President Vladimir Putin has said the nuclear-capable missiles can travel more than 20 times the speed of sound and put Russia ahead of other nations.
They have a “glide system” that affords great manoeuvrability and could make them impossible to defend against.
Defence Minister Sergei Shoigu confirmed the “Avangard hypersonic glide vehicle entered service at 10:00 Moscow time on 27 December”, calling it a “landmark event”.
Mr Putin said on Tuesday the Avangard system could penetrate current and future missile defence systems, adding: “Not a single country possesses hypersonic weapons, let alone continental-range hypersonic weapons.”
The West and other nations were “playing catch-up with us”, he said.
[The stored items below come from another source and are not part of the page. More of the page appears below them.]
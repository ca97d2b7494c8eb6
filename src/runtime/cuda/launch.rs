//! NVRTC compilation and launching of emitted kernels

use super::device::CudaDevice;
use crate::dtype::DType;
use crate::error::{Error, Result};
use crate::kernel::{
    InplaceElemwise, InplaceOp, KernelArg, KernelEmitting, KernelLaunchDescriptor, LaunchDims,
    MAX_BLOCKS, MAX_THREADS_PER_BLOCK,
};
use crate::tensor::Layout;
use cudarc::driver::PushKernelArg;
use cudarc::driver::safe::{CudaFunction, LaunchConfig};
use cudarc::nvrtc::compile_ptx;
use std::sync::Arc;

/// Compiled function for `emitter`, compiling on a cache miss
pub(crate) fn function_for(
    device: &CudaDevice,
    emitter: &impl KernelEmitting,
) -> Result<Arc<CudaFunction>> {
    device
        .kernels()
        .get_or_try_insert(device.index(), emitter.kernel_key(), || {
            let desc = first_kernel(emitter)?;
            log::debug!("cuda:{}: compiling {}", device.index(), desc.entry_name);
            let ptx = compile_ptx(&desc.source)
                .map_err(|e| Error::kernel(&desc.entry_name, format!("nvrtc: {}", e)))?;
            let module = device.context().load_module(ptx)?;
            Ok(module.load_function(&desc.entry_name)?)
        })
}

/// The single kernel `emitter` produces
pub(crate) fn first_kernel(emitter: &impl KernelEmitting) -> Result<KernelLaunchDescriptor> {
    emitter
        .kernels()?
        .into_iter()
        .next()
        .ok_or_else(|| Error::Internal(format!("{:?} emitted no kernel", emitter.kernel_key())))
}

/// Launch `func` with the geometry of `desc` on the device stream
///
/// # Safety
/// Every buffer argument must be a live device allocation covering the
/// elements the kernel addresses through the accompanying sizes and strides.
pub(crate) unsafe fn launch(
    device: &CudaDevice,
    func: &CudaFunction,
    desc: &KernelLaunchDescriptor,
    args: &[KernelArg],
) -> Result<()> {
    desc.check_args(args)?;

    let cfg = LaunchConfig {
        grid_dim: desc.grid_dims.as_tuple(),
        block_dim: desc.block_dims.as_tuple(),
        shared_mem_bytes: 0,
    };

    let mut builder = device.stream().launch_builder(func);
    for arg in args {
        match arg {
            KernelArg::Size(v) | KernelArg::Buffer(v) => builder.arg(v),
            KernelArg::SSize(v) => builder.arg(v),
        };
    }
    unsafe { builder.launch(cfg) }
        .map_err(|e| Error::kernel(&desc.entry_name, e.to_string()))?;
    Ok(())
}

/// Launch geometry covering `n` elements with a grid-stride loop
fn elementwise_dims(n: usize) -> (LaunchDims, LaunchDims) {
    let threads = n.clamp(1, MAX_THREADS_PER_BLOCK);
    let blocks = n.div_ceil(threads).clamp(1, MAX_BLOCKS);
    (LaunchDims::linear(blocks as u32), LaunchDims::linear(threads as u32))
}

/// `dst op= src` over `dst_layout`, with `src` already laid out to its shape
///
/// Offsets are in bytes; strides are in elements.
///
/// # Safety
/// Both pointers must be live device allocations of `dtype` elements that
/// cover every position the layouts address.
#[allow(clippy::too_many_arguments)]
pub(crate) unsafe fn launch_inplace(
    device: &CudaDevice,
    op: InplaceOp,
    dtype: DType,
    dst: u64,
    dst_off: u64,
    dst_layout: &Layout,
    src: u64,
    src_off: u64,
    src_strides: &[isize],
) -> Result<()> {
    let n = dst_layout.elem_count();
    if n == 0 {
        return Ok(());
    }

    let emitter = InplaceElemwise::new(op, dtype, dst_layout.ndim());
    let func = function_for(device, &emitter)?;
    let (grid, block) = elementwise_dims(n);
    let desc = first_kernel(&emitter)?.with_launch(grid, block);

    let mut args = Vec::with_capacity(3 * dst_layout.ndim() + 5);
    args.push(KernelArg::Size(n as u64));
    args.extend(dst_layout.shape().iter().map(|&d| KernelArg::Size(d as u64)));
    args.extend(dst_layout.strides().iter().map(|&s| KernelArg::SSize(s as i64)));
    args.push(KernelArg::Buffer(dst));
    args.push(KernelArg::Size(dst_off));
    args.extend(src_strides.iter().map(|&s| KernelArg::SSize(s as i64)));
    args.push(KernelArg::Buffer(src));
    args.push(KernelArg::Size(src_off));

    unsafe { launch(device, &func, &desc, &args) }
}

/// Unsigned integer dtype moving `elem_size` bytes per element
pub(crate) fn bits_dtype(elem_size: usize) -> Result<DType> {
    match elem_size {
        1 => Ok(DType::U8),
        2 => Ok(DType::U16),
        4 => Ok(DType::U32),
        8 => Ok(DType::U64),
        _ => Err(Error::Internal(format!(
            "no element copy for {}-byte elements",
            elem_size
        ))),
    }
}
Mr Putin unveiled the Avangard and other weapons systems in his annual state-of-the-nation address in March 2018, likening it to a “meteorite” and a “fireball”.
In December 2018, the weapon hit a practice target 6,000km (3,700 miles) away in a test launch at Dombarovskiy missile base in the southern Ural Mountains.
“The Avangard is invulnerable to intercept by any existing and prospective missile defence means of the potential adversary,” Mr Putin said after the test.
Image copyright GETTY IMAGES
Image caption: Putin watches on as the Russian military tests the Avangard missile system in December 2018
Mounted on top of an intercontinental ballistic missile, the Avangard can carry a nuclear weapon of up to two megatons. Russia’s defence ministry has released video of the Avangard system, but weapons experts have expressed scepticism about its effectiveness.
In a statement, the Pentagon said it would “not characterise the Russian claims” about the Avangard’s capabilities. The US has its own hypersonic missile programme, as does China, which in 2014 said it had conducted a test flight of such as weapon.
On 26 November Russia allowed US experts to inspect the Avangard under the rules of the 2010 New START treaty, an agreement that seeks to reduce the number of strategic nuclear missile launchers.
The New START accord, which expires in February 2021, is the last major nuclear arms control treaty between Russia and the US.
In August this year, the US withdrew from the Intermediate-Range Nuclear Forces Treaty (INF), which was signed by US President Ronald Reagan and Soviet leader Mikhail Gorbachev in 1987.
US President Donald Trump said he wanted a new nuclear pact to be signed by both Russia and China.